Das Thema Wolf emotionalisiert. Die Fronten der Pro-Wolf- und Anti-Wolf-Lager sind verhärtet, der Ton ist oft ein rauer. Und manchmal sind die Blüten, die die Thematik treibt, seltsam. So flatterte vor wenigen Wochen eine saftige "Rechnung" in das Haus von Martin Balluch, Obmann des Tierschutzvereins "Verein gegen Tierfabriken" (VGT). 63.852 Euro sollte Balluch berappen, und zwar für die Errichtung eines Herdenschutzzaunes in Tirol.
Ausgestellt wurde die Rechnung von Peter Aschaber, seines Zeichens Schwarznasenschafbauer in Westendorf im Brixental und überzeugter Wolfsgegner. Aus Angst vor dem Raubtier habe er seine Schafe im Vorjahr nicht wie immer auf seine Alm im Außerfern getrieben, woraufhin mehrere Tiere an der Hitze im Tal sowie an einem Parasiten gestorben seien. Heuer verbringen seine 14 Schafe im Salzburger Habachtal ihre Sommerfrische. Aschaber störte sich an einer Aussage Balluchs in einem TV-Interview, in dem dieser davon sprach, die Bauern seien selbst für den Schutz der Schafe zuständig, zumal sie ja auch von den Nutztieren profitieren. Das nahm der Bauer zum Anlass, dem VGT-Obmann die Umzäunung seiner 1,3 Hektar großen Weidefläche für seine 14 Tieren in Rechnung zu stellen. Fein säuberlich listete er jeden Posten auf, vom Maschendraht bis zu den Stehern, Toren und Litzen. "Wer diese Maßnahmen will, muss auch dafür bezahlen", argumentiert Aschaber in seiner Rechnung, die mit Zahlungsfrist 15. Juli 2023 versehen ist.
Tierschützer stellt ebenfalls eine Rechnung
Der oft aneckende Tierschützer Balluch hat bereits eine Menge Gerichtserfahrung, eine solche Rechnung sei in 35 Jahren Tierschutz jedoch ein Novum, sagt er gegenüber der Kleinen Zeitung. Und der NGO-Obmann spielte den Ball zurück, schrieb ebenfalls eine Rechnung (wenngleich an das falsche Bundesland adressiert): Durch die Hetze Aschabers würden Wölfe in Kärnten abgeschossen und könnten sich dadurch nicht in der Obersteiermark ausbreiten, schrieb er. Das führe zu einer "viel zu hohen Rehwildpopulation" und hätte zur Folge, dass die von Balluch gepflanzten Jungbäume, die CO₂ binden und somit den Klimawandel verlangsamen, von den Rehen angeknabbert werden.

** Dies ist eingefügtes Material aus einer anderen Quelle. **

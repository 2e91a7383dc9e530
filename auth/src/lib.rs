//! # Authentication Providers
//!
//! OAuth providers users log in with, selected by `oauth-provider`.

pub mod github;

use config::ResolvedConfig;
use config::flags;
use errors::BackendError;
use tl_core::{AuthProvider, BackendCategory, BackendRegistry};

/// Every auth sub-setting any provider may need.
#[derive(Debug, Clone, Default, PartialEq, Eq)]
pub struct AuthSettings {
    /// Public URL of the Terralist server, used for the OAuth redirect.
    pub server_url: String,
    pub gh_client_id: String,
    pub gh_client_secret: String,
    pub gh_organization: String
}

impl AuthSettings {
    pub fn from_config(config: &ResolvedConfig) -> Self {
        let text = |name: &str| config.get_str(name).unwrap_or_default().to_string();
        Self {
            server_url: text(flags::URL),
            gh_client_id: text(flags::GH_CLIENT_ID),
            gh_client_secret: text(flags::GH_CLIENT_SECRET),
            gh_organization: text(flags::GH_ORGANIZATION)
        }
    }
}

pub type AuthRegistry = BackendRegistry<AuthSettings, dyn AuthProvider>;

/// Table of every supported OAuth provider.
pub fn registry() -> Result<AuthRegistry, BackendError> {
    let mut registry = AuthRegistry::new(BackendCategory::Auth);
    registry.register(github::NAME, github::build)?;
    Ok(registry)
}
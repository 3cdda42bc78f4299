use thiserror::Error;
use hoplink_core::StorageError;

pub type Result<T> = std::result::Result<T, RedirectError>;

/// Failures that abort a resolve.
///
/// Cache failures never appear here: they are degraded to a store-only
/// lookup at the point of use.
#[derive(Debug, Clone, Error)]
pub enum RedirectError {
    #[error("storage error: {0}")]
    Storage(#[from] StorageError),
}
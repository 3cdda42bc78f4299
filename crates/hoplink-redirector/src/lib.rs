//! Short URL resolution service.
//!
//! This crate implements the read side of Hoplink: a cache-aside lookup
//! that falls back to the durable store, enforces expiry in both tiers,
//! and repopulates the cache best-effort. Cache unavailability never
//! fails a resolve; it only removes the fast path.

pub mod error;
pub mod redirector;
pub mod service;

pub use error::RedirectError;
pub use redirector::{Redirector, Resolution};
pub use service::RedirectService;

Daher stellte Balluch wiederum der Familie Aschaber eine Rechnung für die Erstellung eines Rehschutzzaunes, den er tatsächlich aufgestellt hat: Zehn Rollen a 79,90 Euro plus zehn Stunden Arbeit a zehn Euro – in Summe 899 Euro. Auf Nachfrage geht es keiner der Parteien darum, am Ende des Tages Geld zu sehen, sondern die eigene Position zu stärken. Aschaber habe auch nicht vor, tatsächlich einen Zaun zu errichten. Indes bekam Balluch abermals Post: Die erste Mahnung flatterte ins Haus.